MilliOnAir Magazine December 2017 | Page 76

Let’s begin with the time when you got your camera at 13 years old. How did you feel when you picked up that first camera & when did you know you wanted to be a photographer? I know you overcame a lot to be where you are today. Can you share with us that incredible turning point?

Yeah, I think when my father gave me my first camera in the rainforest in Costa Rica and I proceeded to get lost in the rainforest and one of the tribe guys we were staying with, he found me wondering around and turned out I was being tracked by a panther and didn't realize it because when he found me, he was talking but I couldn't really speak Spanish, and he showed me the paw prints on the floor, I was like oh my god! my first Dory moment with the camera! ( To the audience: My nickname to Zachary is Dory! from Finding Nemo, because when we were in Portugal he was being distracted by everything en route to anywhere, so he became Dory!, hence his first Dory moment… )

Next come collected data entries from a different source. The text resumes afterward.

#[cfg(test)]
mod tests {
    use super::*;
    use crate::test_helpers::{spawn_mock_factory, MockFactory};

    fn usable_config() -> Config {
        let mut cfg = Config::default();
        cfg.cloud.domain = "example.test".to_string();
        cfg.cloud.dns.ip = "10.0.0.5".to_string();
        cfg.cluster.nodes.talos.version = "v1.2.3".to_string();
        cfg
    }

    fn dir_is_empty(path: &Path) -> bool {
        std::fs::read_dir(path).unwrap().next().is_none()
    }

    #[test]
    fn test_default_kernel_url() {
        let sources = AssetSources::default();
        assert_eq!(
            sources.kernel_url("abc123", "v1.2.3"),
            "https://pxe.factory.talos.dev/image/abc123/v1.2.3/kernel-amd64"
        );
        assert_eq!(
            sources.initramfs_url("abc123", "v1.2.3"),
            "https://pxe.factory.talos.dev/image/abc123/v1.2.3/initramfs-amd64.xz"
        );
    }

    #[test]
    fn test_default_loaders() {
        let names: Vec<_> = AssetSources::default()
            .loaders
            .into_iter()
            .map(|l| l.file_name)
            .collect();
        assert_eq!(names, vec!["ipxe.efi", "undionly.kpxe", "ipxe-arm64.efi"]);
    }

    #[tokio::test]
    async fn test_provision_writes_all_assets() {
        let tmp = tempfile::tempdir().unwrap();
        let server = spawn_mock_factory(MockFactory::default()).await;
        let provisioner = AssetProvisioner::new(tmp.path(), server.sources());

        let assets = provisioner.provision(&usable_config()).await.unwrap();

        assert_eq!(assets.schematic_id, "abc123");
        assert_eq!(
            std::fs::read_to_string(tmp.path().join("talos/amd64/vmlinuz")).unwrap(),
            "kernel abc123 v1.2.3"
        );
        assert_eq!(
            std::fs::read_to_string(tmp.path().join("talos/amd64/initramfs.xz")).unwrap(),
            "initramfs abc123 v1.2.3"
        );
        let script = std::fs::read_to_string(tmp.path().join("talos/boot.ipxe")).unwrap();
        assert!(script.contains("kernel http://10.0.0.5/amd64/vmlinuz talos.platform=metal"));
        assert!(script.contains("initrd http://10.0.0.5/amd64/initramfs.xz"));
        for loader in ["ipxe.efi", "undionly.kpxe", "ipxe-arm64.efi"] {
            assert!(tmp.path().join("tftp").join(loader).is_file(), "missing {}", loader);
        }
        assert_eq!(assets.loaders.len(), 3);
    }

    #[tokio::test]
    async fn test_schematic_is_posted_as_yaml() {
        let tmp = tempfile::tempdir().unwrap();
        let server = spawn_mock_factory(MockFactory::default()).await;
        let provisioner = AssetProvisioner::new(tmp.path(), server.sources());

        provisioner.provision(&usable_config()).await.unwrap();

        let received = server.schematic_body().await.expect("schematic was not posted");
        assert_eq!(received, SCHEMATIC);
    }

    #[tokio::test]
    async fn test_schematic_failure_writes_nothing() {
        let tmp = tempfile::tempdir().unwrap();
        let server = spawn_mock_factory(MockFactory {
            schematic_status: 500,
            ..Default::default()
        })
        .await;
        let provisioner = AssetProvisioner::new(tmp.path(), server.sources());

        let err = provisioner.provision(&usable_config()).await.unwrap_err();

        assert_eq!(err.stage, Stage::Schematic);
        assert!(err.is_external());
        assert!(dir_is_empty(tmp.path()));
    }

    #[tokio::test]
    async fn test_malformed_schematic_response_writes_nothing() {
        let tmp = tempfile::tempdir().unwrap();
        let server = spawn_mock_factory(MockFactory {
            schematic_body: "not json".to_string(),
            ..Default::default()
        })
        .await;
        let provisioner = AssetProvisioner::new(tmp.path(), server.sources());

        let err = provisioner.provision(&usable_config()).await.unwrap_err();

        assert_eq!(err.stage, Stage::Schematic);
        assert!(matches!(err.source, StageError::InvalidResponse(_)));
        assert!(dir_is_empty(tmp.path()));
    }

    #[tokio::test]
    async fn test_unreachable_factory_fails_schematic_stage() {
        let tmp = tempfile::tempdir().unwrap();
        let sources = AssetSources {
            factory_url: "http://127.0.0.1:1".to_string(),
            ..AssetSources::default()
        };
        let provisioner = AssetProvisioner::new(tmp.path(), sources);

        let err = provisioner.provision(&usable_config()).await.unwrap_err();

        assert_eq!(err.stage, Stage::Schematic);
        assert!(matches!(err.source, StageError::Http { .. }));
        assert!(dir_is_empty(tmp.path()));
    }

    #[tokio::test]
    async fn test_download_failure_keeps_partial_files() {
        let tmp = tempfile::tempdir().unwrap();
        let server = spawn_mock_factory(MockFactory {
            initramfs_missing: true,
            ..Default::default()
        })
        .await;
        let provisioner = AssetProvisioner::new(tmp.path(), server.sources());

        let err = provisioner.provision(&usable_config()).await.unwrap_err();

        assert_eq!(err.stage, Stage::Download);
        assert!(matches!(err.source, StageError::Status { status, .. } if status == reqwest::StatusCode::NOT_FOUND));
        assert!(tmp.path().join("talos/amd64/vmlinuz").is_file());
        assert!(!tmp.path().join("talos/boot.ipxe").exists());
        assert!(!tmp.path().join("tftp").exists());
    }

    #[tokio::test]
    async fn test_loader_failure_aborts_after_boot_script() {
        let tmp = tempfile::tempdir().unwrap();
        let server = spawn_mock_factory(MockFactory {
            loaders_missing: true,
            ..Default::default()
        })
        .await;
        let provisioner = AssetProvisioner::new(tmp.path(), server.sources());

        let err = provisioner.provision(&usable_config()).await.unwrap_err();

        assert_eq!(err.stage, Stage::Loaders);
        assert!(tmp.path().join("talos/boot.ipxe").is_file());
    }

    #[tokio::test]
    async fn test_rerun_overwrites_previous_assets() {
        let tmp = tempfile::tempdir().unwrap();
        let server = spawn_mock_factory(MockFactory::default()).await;
        let provisioner = AssetProvisioner::new(tmp.path(), server.sources());

        let kernel = tmp.path().join("talos/amd64/vmlinuz");
        std::fs::create_dir_all(kernel.parent().unwrap()).unwrap();
        std::fs::write(&kernel, "stale kernel from an older run").unwrap();

        let mut cfg = usable_config();
        cfg.cluster.nodes.talos.version = "v1.3.0".to_string();
        provisioner.provision(&cfg).await.unwrap();

        assert_eq!(std::fs::read_to_string(&kernel).unwrap(), "kernel abc123 v1.3.0");
    }
}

I was getting tracked by a major predator without even knowing, so that was kind of interesting... and I think, fast forward.. I didn't really know the camera was going to be such a big part of my life. 

When I was 18, I got busted with drugs and all kind of stuff, facing a good prison sentence, and I got pardoned. The red sea split for me, my judge offered me to go to rehab, so I didn't think twice about it, I went off to rehab, I was going to go to school for business, and after getting in touch with myself in rehab and learning the steps of recovery, I said " I want to go to school for something that makes me happy!" and I knew I liked photography, I knew I wasn't the best painter or whatever, I knew I could draw, but I had no technical skills, all I knew is that I wanted to do it. So by the time I arrived at college I was ready for it. I had been through the ringer with the law, my family relationships were on the fringe because nobody trusted me, it was a nightmare. So little by little I started to rebuild in school, and I think that turning point was essential to what I am right now.

I learned my ethos from the rules of recovery, like how to be honest, tell the truth, do the right thing. The way you keep everything is by giving it all away, and I don't think that concept is normal to most people. Most people are takers not givers, so, photography became an extension of how I give.